La passeggiata domenicale dopo la messa.

La passeggiata domenicale dopo la messa, è il rito, dopo il rito, del villeggiante “modello”.
Un appuntamento top (model), ma anche un appuntamento topico, nel senso che anche i topi vengono allo scoperto. E talvolta ballano quando il gatto non c’è.

Ci sono diversi flussi che sfociano sul corso per la passeggiata domenicale dopo la messa.
Il primo flusso si getta dalla Strata Longa ed è detto “A rotta di Cozzo”.
È un flusso caratterizzato da un pimpante e trionfale ingresso di coppie a braccetto, con pettorali da gara e abitino con tanto di sponsor in bellavista (“Congregazione San Pasquale Baylon, maestri di bon-ton”) o persino striscioni di autoincitamento per le coppie più anziane e devote (“in discesa tutti i Santi aiutano, pure Sant’Antonino”).

Il secondo flusso viene detto “Cicìu Cicìu a missa finiu”.
È peculiare per il caratteristico effetto Brancaleone dovuto a un vero e proprio assalto alla piazza da parte di tacchi e tacchini tutti profumati di Chanel alle panelle. In virtù del tono elettrizzante dell’omelia, gli uomini alla fine della liturgia, tendono tutti a scappare via con un’inspiegabile voglia di materasso. A tal proposito è stato siglato un accordo tra il parroco e la “Materassi Eden, sonno eterno”, per la programmazione di spot pubblicitari tra la fine della prima lettura e l’inizio della seconda.

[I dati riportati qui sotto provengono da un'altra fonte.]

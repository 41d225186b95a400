//! Forward projection under compounded growth and seasonality.

use crate::checked;
use crate::costs::{compute_costs, CostRatios};
use crate::unit_economics::{compute_month_figures, MonthFigures};
use fin_core::{EffectiveParameters, ValidationError, MAX_PROJECTION_MONTHS};
use rust_decimal::Decimal;
use serde::Serialize;

const MONTHS_PER_YEAR: usize = 12;

/// Per-calendar-month demand multipliers, all non-negative.
#[derive(Clone, Copy, Debug, PartialEq, Serialize)]
pub struct Seasonality([Decimal; MONTHS_PER_YEAR]);

impl Default for Seasonality {
    fn default() -> Self {
        Self::flat()
    }
}

impl Seasonality {
    /// No seasonal adjustment.
    pub fn flat() -> Self {
        Self([Decimal::ONE; MONTHS_PER_YEAR])
    }

    pub fn new(multipliers: [Decimal; MONTHS_PER_YEAR]) -> Result<Self, ValidationError> {
        for (month, value) in multipliers.iter().enumerate() {
            if *value < Decimal::ZERO {
                return Err(ValidationError::NegativeSeasonality {
                    month: month + 1,
                    value: *value,
                });
            }
        }
        Ok(Self(multipliers))
    }

    /// Multiplier for 0-indexed month `t`, wrapping after a year.
    pub fn multiplier(&self, t: usize) -> Decimal {
        self.0[t % MONTHS_PER_YEAR]
    }

    pub fn as_slice(&self) -> &[Decimal] {
        &self.0
    }
}

impl TryFrom<&[Decimal]> for Seasonality {
    type Error = ValidationError;

    fn try_from(values: &[Decimal]) -> Result<Self, Self::Error> {
        let multipliers: [Decimal; MONTHS_PER_YEAR] =
            values
                .try_into()
                .map_err(|_| ValidationError::SeasonalityLength {
                    expected: MONTHS_PER_YEAR,
                    got: values.len(),
                })?;
        Self::new(multipliers)
    }
}

/// One month of the projection.
#[derive(Clone, Copy, Debug, PartialEq, Serialize)]
pub struct ProjectionRow {
    /// 1-based month number.
    pub month_index: u32,
    /// (1 + g)^t x seasonality[t].
    pub growth_factor: Decimal,
    #[serde(flatten)]
    pub figures: MonthFigures,
}

/// Sums over the projected months.
#[derive(Clone, Copy, Debug, Default, PartialEq, Serialize)]
pub struct AnnualTotals {
    pub revenue: Decimal,
    pub net_profit: Decimal,
}

impl AnnualTotals {
    pub fn from_rows(rows: &[ProjectionRow]) -> Result<Self, ValidationError> {
        rows.iter().try_fold(Self::default(), |acc, r| {
            Ok(Self {
                revenue: checked::add("annual revenue", acc.revenue, r.figures.total_revenue)?,
                net_profit: checked::add(
                    "annual net profit",
                    acc.net_profit,
                    r.figures.net_profit,
                )?,
            })
        })
    }
}

/// Combined growth and seasonal factor for 0-indexed month `t`.
pub fn growth_factor(
    monthly_growth_rate: Decimal,
    seasonality: &Seasonality,
    t: usize,
) -> Result<Decimal, ValidationError> {
    let step = Decimal::ONE + monthly_growth_rate;
    let mut compound = Decimal::ONE;
    for _ in 0..t {
        compound = checked::mul("growth factor", compound, step)?;
    }
    checked::mul("growth factor", compound, seasonality.multiplier(t))
}

/// Project `months` rows from the base month.
///
/// All streams scale together with the same factor; cost ratios and fixed
/// expenses stay as in the base month.
pub fn project(
    base: &MonthFigures,
    params: &EffectiveParameters,
    seasonality: &Seasonality,
    months: usize,
) -> Result<Vec<ProjectionRow>, ValidationError> {
    if months > MAX_PROJECTION_MONTHS {
        return Err(ValidationError::HorizonTooLong {
            got: months,
            max: MAX_PROJECTION_MONTHS,
        });
    }
    let ratios = CostRatios::resolve(params);
    let mut rows = Vec::with_capacity(months);
    for t in 0..months {
        let factor = growth_factor(params.monthly_growth_rate, seasonality, t)?;
        let revenue = base.revenue.scaled(factor)?;
        let costs = compute_costs(&revenue, &ratios);
        rows.push(ProjectionRow {
            month_index: (t + 1) as u32,
            growth_factor: factor,
            figures: compute_month_figures(&revenue, &costs, base.fixed_expenses)?,
        });
    }
    Ok(rows)
}
use assert_fs::prelude::*;
use predicates::prelude::*;

fn cli() -> assert_cmd::Command {
    assert_cmd::cargo_bin_cmd!("cli")
}

#[test]
fn help_lists_options() {
    cli()
        .arg("--help")
        .assert()
        .success()
        .stdout(predicate::str::contains("Usage"))
        .stdout(predicate::str::contains("--seasonality"));
}

#[test]
fn default_run_reports_mini_medium() {
    cli()
        .assert()
        .success()
        .stdout(predicate::str::contains("Mini pharmacy | scenario: medium"))
        .stdout(predicate::str::contains("buyers: 2,419"))
        .stdout(predicate::str::contains("total: $229,805"))
        .stdout(predicate::str::contains("PROFITABLE: $34,047 per month"))
        .stdout(predicate::str::contains("payback: 16.7 months"))
        .stdout(predicate::str::contains("Year | revenue:"));
}

#[test]
fn json_output_is_machine_readable() {
    let out = cli().arg("--json").output().unwrap();
    assert!(out.status.success());
    let v: serde_json::Value = serde_json::from_slice(&out.stdout).unwrap();
    assert_eq!(v["model"], "mini");
    assert_eq!(v["scenario"], "medium");
    assert_eq!(v["base_month"]["total_revenue"], "229805");
    assert_eq!(v["summary"]["status"], "feasible");
    assert_eq!(v["projection"].as_array().unwrap().len(), 12);
    assert!(v["fixed_expense_items"].is_null());
}

#[test]
fn ledger_replaces_baseline_expenses() {
    cli()
        .args(["--use-ledger"])
        .assert()
        .success()
        .stdout(predicate::str::contains("fixed: $18,000"))
        .stdout(predicate::str::contains("Rent: $8,000"));

    cli()
        .args(["--expense", "Advertising=2000", "--drop-expense", "Cleaning"])
        .assert()
        .success()
        .stdout(predicate::str::contains("fixed: $19,500"))
        .stdout(predicate::str::contains("Advertising: $2,000"))
        .stdout(predicate::str::contains("Cleaning").not());
}

#[test]
fn dropping_unknown_expense_fails() {
    cli()
        .args(["--drop-expense", "Yacht"])
        .assert()
        .failure()
        .stderr(predicate::str::contains("Yacht"));
}

#[test]
fn infeasible_costs_show_base_month_then_fail() {
    cli()
        .args(["--cogs", "0.95", "--variable-ratio", "0.05"])
        .assert()
        .failure()
        .stdout(predicate::str::contains("total: $229,805"))
        .stdout(predicate::str::contains("Verdict").not())
        .stderr(predicate::str::contains("contribution margin"));
}

#[test]
fn verdict_buckets() {
    cli()
        .args(["--investment", "5000000"])
        .assert()
        .success()
        .stdout(predicate::str::contains("PROFITABLE BUT SLOW"))
        .stdout(predicate::str::contains("payback: n/a"));

    cli()
        .args(["--fixed-expenses", "100000"])
        .assert()
        .success()
        .stdout(predicate::str::contains("NOT PROFITABLE"))
        .stdout(predicate::str::contains("payback: n/a"));
}

#[test]
fn invalid_inputs_are_rejected() {
    cli()
        .args(["--conversion", "1.5"])
        .assert()
        .failure()
        .stderr(predicate::str::contains("conversion_rate"));

    cli()
        .args(["--seasonality", "1,1,1"])
        .assert()
        .failure()
        .stderr(predicate::str::contains("seasonality needs 12 multipliers, got 3"));

    cli()
        .args(["--model", "megastore"])
        .assert()
        .failure()
        .stderr(predicate::str::contains("unknown variant: megastore"));

    cli()
        .args(["--fixed-expenses", "1000", "--use-ledger"])
        .assert()
        .failure();
}

#[test]
fn start_date_labels_months() {
    cli()
        .args(["--start", "2025-11-15"])
        .assert()
        .success()
        .stdout(predicate::str::contains("2025-11"))
        .stdout(predicate::str::contains("2026-10"));
}

#[test]
fn growth_preset_and_seasonality() {
    let out = cli()
        .args([
            "--growth",
            "slow",
            "--seasonality",
            "1,1,1,1,1,1,1,1,1,1,1,2",
            "--json",
        ])
        .output()
        .unwrap();
    assert!(out.status.success());
    let v: serde_json::Value = serde_json::from_slice(&out.stdout).unwrap();
    let rows = v["projection"].as_array().unwrap();
    assert_eq!(rows[1]["growth_factor"], "1.01");
    let december: f64 = rows[11]["growth_factor"].as_str().unwrap().parse().unwrap();
    assert!(december > 2.2);
}

#[test]
fn list_shows_catalog() {
    cli()
        .arg("--list")
        .assert()
        .success()
        .stdout(predicate::str::contains("clinic | Pharmacy with clinic"))
        .stdout(predicate::str::contains("lines: pharmacy, consultations, groceries"))
        .stdout(predicate::str::contains("moderate (3.0%)"));
}

#[test]
fn custom_catalog_file() {
    let catalog = assert_fs::NamedTempFile::new("catalog.yaml").unwrap();
    catalog
        .write_str(
            r#"
variants:
  - id: kiosk
    name: Kiosk
    has_consultation_line: false
    has_secondary_goods_line: false
    base_investment: 250000
presets:
  - variant: kiosk
    tier: medium
    baseline_fixed_expenses: 12000
    parameters:
      hourly_traffic: 40
      conversion_rate: "0.1"
      average_ticket: 80
      core_cogs_ratio: "0.7"
      variable_expense_ratio: "0.04"
      monthly_growth_rate: "0.02"
"#,
        )
        .unwrap();

    cli()
        .args(["--catalog", catalog.path().to_str().unwrap(), "--model", "kiosk"])
        .assert()
        .success()
        .stdout(predicate::str::contains("Kiosk | scenario: medium"))
        .stdout(predicate::str::contains("total: $107,520"));

    cli()
        .args(["--catalog", "/nonexistent/catalog.yaml"])
        .assert()
        .failure()
        .stderr(predicate::str::contains("loading catalog"));
}

#[test]
fn version_embeds_commit() {
    cli()
        .arg("--version")
        .assert()
        .success()
        .stdout(predicate::str::starts_with("cli 0.1.0 ("));
}

#[test]
fn extreme_ticket_reports_overflow() {
    cli()
        .args(["--ticket", "100000000000000000000000000"])
        .assert()
        .failure()
        .stderr(predicate::str::contains(
            "core revenue is outside the representable range",
        ));
}

#[test]
fn advisory_warnings() {
    cli()
        .args(["--ticket", "40"])
        .assert()
        .success()
        .stdout(predicate::str::contains(
            "Warning | 2,592 customers are needed to break even but only 2,419 are projected",
        ))
        .stdout(predicate::str::contains("more than 2 years to recover"))
        .stdout(predicate::str::contains("below 5%").not());

    cli()
        .args(["--fixed-expenses", "60000"])
        .assert()
        .success()
        .stdout(predicate::str::contains("Warning | net margin is below 5%"))
        .stdout(predicate::str::contains("more than 2 years to recover"))
        .stdout(predicate::str::contains("customers are needed").not());

    cli()
        .assert()
        .success()
        .stdout(predicate::str::contains("Warning").not());
}

#[test]
fn flags_for_missing_lines_are_reported() {
    cli()
        .env_remove("RUST_LOG")
        .args(["--model", "mini", "--consultations", "20", "--grocery-share", "0.3"])
        .assert()
        .success()
        .stderr(predicate::str::contains("ignoring flags"))
        .stderr(predicate::str::contains("--consultations"))
        .stderr(predicate::str::contains("--grocery-share"));

    cli()
        .env_remove("RUST_LOG")
        .args(["--model", "clinic", "--consultations", "20"])
        .assert()
        .success()
        .stderr(predicate::str::contains("ignoring flags").not());
}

Il terzo e ultimo flusso è quello dei “ManiaCalì”. Tutti militanti di piazza di “vecchio corso”. Il flusso dei ManiaCalì fuoriesce cantando cantando; ciò è dovuto a una prossimità con la Piazza che rende labili i confini tra messa e messainscena: non si capisce bene dove finisce una e inizia l’altra.
I ManiaCalì, a messa conclusa, si ritrovano così a scambiarsi segni di pace, farciti da saluti e notizie su parenti e serpenti, con chiunque si ritrovi nei paraggi, il tutto generando ingorghi ravvicinati del terzo tipo.
Nella passeggiata domenicale dopo la messa confluiscono anche flussi laici provenienti da tutt’altre vie. Il risultato è un purpurì che va avanti e indietro con uguale andatura e umore.
Un serpentone, anzi un millepiedi, che si dipana a braccetto per il corso, bello e pulito, lucido e impettito.
Il Villaggio ama passeggiare ma non camminare. Già, per camminare c’è l’auto, che va a passo d’uomo. Ci sarà mica un controsenso?